The last identified work of the Master of the Countess of Warwick dates from 1576, the year of Levina Teerlinck’s death. As a royal pensioner and the wife of a Flemish nobleman serving in the monarchs’ personal guard (the Gentlemen pensioners), Levina Teerlinck belonged to the same aristocratic milieu from which many of the Master’s sitters were drawn. These included Baron Thomas Wentworth (also Levina’s landlord); Elizabeth Fitzgerald (Lady Clinton); Susan Bertie, Duchess of Kent; Helena Snakenborg, wife of William Parr and Marchioness of Northampton; as well as the members of the Windsor and Brooke-Cobham families.
Most compelling is Levina Teerlinck’s connection to William Brooke, 10th Baron Cobham. The Master of the Countess of Warwick painted in 1567 a celebrated group portrait (see above), including notably William Brooke, his wife Frances Newton, and their six children gathered around a table.

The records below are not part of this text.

//! PL011 UART.
//!
//! Pin muxing, the peripheral clock and the peripheral reset are left
//! to the application; this driver only programs the UART itself.
use super::{read_register, write_register};
use crate::{
    error::{Convertible, Error as BrewlinkError},
    hal::serial,
    utilities::bitwise::BitFlags,
};

const DR: usize = 0x000;
const FR: usize = 0x018;
const IBRD: usize = 0x024;
const FBRD: usize = 0x028;
const LCR_H: usize = 0x02C;
const CR: usize = 0x030;

const FR_RXFE: u8 = 4;
const FR_TXFF: u8 = 5;

const DR_FE: u8 = 8;
const DR_PE: u8 = 9;
const DR_BE: u8 = 10;
const DR_OE: u8 = 11;

const LCR_H_FEN: u32 = 1 << 4;
const LCR_H_WLEN_8: u32 = 0b11 << 5;
const CR_UARTEN: u32 = 1 << 0;
const CR_TXE: u32 = 1 << 8;
const CR_RXE: u32 = 1 << 9;

#[derive(Copy, Clone, Debug, PartialEq, Eq)]
pub enum Instance {
    Uart0,
    Uart1,
}

impl Instance {
    fn base(self) -> usize {
        match self {
            Instance::Uart0 => 0x4003_4000,
            Instance::Uart1 => 0x4003_8000,
        }
    }
}

/// Receive errors, reported along with (and instead of) the
/// offending byte.
#[derive(Debug, Copy, Clone, PartialEq, Eq)]
#[non_exhaustive]
pub enum Error {
    Framing,
    Parity,
    Break,
    Overrun,
}

impl Convertible for Error {
    fn into(self) -> BrewlinkError {
        match self {
            Error::Framing => BrewlinkError::DriverError("[UART] Framing error"),
            Error::Parity => BrewlinkError::DriverError("[UART] Parity error"),
            Error::Break => BrewlinkError::DriverError("[UART] Break condition"),
            Error::Overrun => BrewlinkError::DriverError("[UART] Receive overrun"),
        }
    }
}

pub mod config {
    //! Line settings. Always 8 data bits, no parity, one stop bit.

    pub struct Config {
        pub baudrate: u32,
        /// Frequency of `clk_peri`.
        pub peripheral_clock_hz: u32,
    }

    impl Default for Config {
        fn default() -> Self { Config { baudrate: 921_600, peripheral_clock_hz: 125_000_000 } }
    }

    #[derive(Debug)]
    pub struct InvalidConfig;
}

/// Integer baud rate divisor, and fractional divisor in 1/64ths.
pub fn divisors(baudrate: u32, peripheral_clock_hz: u32) -> Result<(u32, u32), config::InvalidConfig> {
    if baudrate == 0 {
        return Err(config::InvalidConfig);
    }
    let divider = (8 * peripheral_clock_hz as u64 / baudrate as u64) as u32;
    let integer = divider >> 7;
    if integer == 0 || integer > 0xFFFF {
        return Err(config::InvalidConfig);
    }
    Ok((integer, ((divider & 0x7F) + 1) / 2))
}

pub struct Uart {
    base: usize,
}

impl Uart {
    /// # Safety
    ///
    /// The caller hands over exclusive ownership of the UART instance,
    /// which must be out of reset with its clock running.
    pub unsafe fn new(instance: Instance, config: config::Config) -> Result<Self, config::InvalidConfig> {
        let (integer, fraction) = divisors(config.baudrate, config.peripheral_clock_hz)?;
        let base = instance.base();
        write_register(base + CR, 0);
        write_register(base + IBRD, integer);
        write_register(base + FBRD, fraction);
        // A write to LCR_H latches the divisors.
        write_register(base + LCR_H, LCR_H_WLEN_8 | LCR_H_FEN);
        write_register(base + CR, CR_UARTEN | CR_TXE | CR_RXE);
        Ok(Self { base })
    }

    fn flags(&self) -> u32 {
        // NOTE(Safety) Read only status register of an owned instance.
        unsafe { read_register(self.base + FR) }
    }
}

impl serial::Read for Uart {
    type Error = Error;

    fn read(&mut self) -> nb::Result<u8, Self::Error> {
        if self.flags().is_set(FR_RXFE) {
            return Err(nb::Error::WouldBlock);
        }
        // NOTE(Safety) Popping the receive FIFO of an owned instance.
        let data = unsafe { read_register(self.base + DR) };
        if data.is_set(DR_OE) {
            Err(nb::Error::Other(Error::Overrun))
        } else if data.is_set(DR_BE) {
            Err(nb::Error::Other(Error::Break))
        } else if data.is_set(DR_PE) {
            Err(nb::Error::Other(Error::Parity))
        } else if data.is_set(DR_FE) {
            Err(nb::Error::Other(Error::Framing))
        } else {
            Ok(data as u8)
        }
    }
}

impl serial::Write for Uart {
    type Error = Error;

    fn write(&mut self, byte: u8) -> nb::Result<(), Self::Error> {
        if self.flags().is_clear(FR_TXFF) {
            // NOTE(Safety) Pushing into the transmit FIFO of an owned instance.
            unsafe { write_register(self.base + DR, byte as u32) };
            Ok(())
        } else {
            Err(nb::Error::WouldBlock)
        }
    }
}

#[cfg(test)]
mod test {
    use super::*;

    #[test]
    fn divisors_match_the_reference_values() {
        assert_eq!((67, 52), divisors(115_200, 125_000_000).unwrap());
        assert_eq!((8, 31), divisors(921_600, 125_000_000).unwrap());
    }

    #[test]
    fn unreachable_baudrates_are_refused() {
        assert!(divisors(0, 125_000_000).is_err());
        assert!(divisors(50_000_000, 125_000_000).is_err());
        assert!(divisors(100, 125_000_000).is_err());
    }
}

Alongside this work (and its 1573 variant with a seventh additional child), at least five further paintings by the Master of the Countess of Warwick include portraits of members of the Brooke family:
- A 1570 portrait of three children with a guinea pig. These children had not been identified before, but they are: Margaret, 7; Henry, 6; and William, 5.
- A 1570 depiction of four card-players, featuring William Brooke and William Cecil/Lord Burghley, Elizabeth I’s Secretary.
- A painting of four children making music. The year and the children had not been identified
before, but it was realized in 1573, and the children are: Margaret, 10; Maximilian, 12; Henry,
9 (depicted as 12); and William, 7. - A 1576 portrait of Maximilian Brooke, the eldest son, at the age of 15.
- A 1576 portrait of Henry Brooke, later 11th Baron Cobham, at the age of 12.
These commissions testify to a sustained relationship of trust and proximity between the Brooke family and the artist. From her side, since her arrival in England, Levina Teerlinck was closely associated with this family. To cite but a few examples:
- In 1545, she received a pension from Queen Catherine Parr, Henry VIII’s sixth wife, whose close maid-of-honor was Elisabeth Brooke, sister of William Brooke. Elisabeth was most certainly represented posthumously, sitting in the 1567 family portrait.
- In 1547, Levina Teerlinck gave birth to her only son, Marcus in Calais, then governed by George Brooke, 9th Baron Cobham, father of Elisabeth and William Brooke.
- Levina’s husband, George Teerlinck, joined the royal guard of the Gentlemen pensioners in 1547 and served until his death in 1578. His captain from 1550 to 1553 was William Parr, husband of Elisabeth Brooke. In 1560, Henry Brooke, another of Elisabeth’s brothers, also entered the guard.
- Levina Teerlinck’s first recorded New Year’s gift to Queen Elizabeth I in 1559 was a miniature portraying the queen with “Mistress Newton”. It was Frances Newton, who married William Brooke in 1560 and became the mother of the children painted in the 1567 group portrait.
- Numerous other sitters connected with the Brooke-Cobham circle appear in works by the Master of the Countess of Warwick, including Nazareth Newton, Frances’s younger sister, and Anne Russell, Countess of Warwick, herself.
Taken together, this evidence makes a compelling case for identifying Levina Teerlinck as the elusive figure known as the “Master”— or more correctly, the “Mistress”— of the Countess of Warwick. Based on stylistic comparisons, it was also probably she who trained the two greatest English artists of the end of the 16th century: George Gower and Nicholas Hilliard.
Book reference:
Quero (Yann), Levina Teerlinck, Femme peintre des Tudor : Maître de la Comtesse de Warwick (“Levina Teerlinck, Female Painter of the Tudor, Master of the Countess of Warwick”), éditions Arkuiris, France, 2025, 2 volumes (364 & 490 p., 150 illustrations).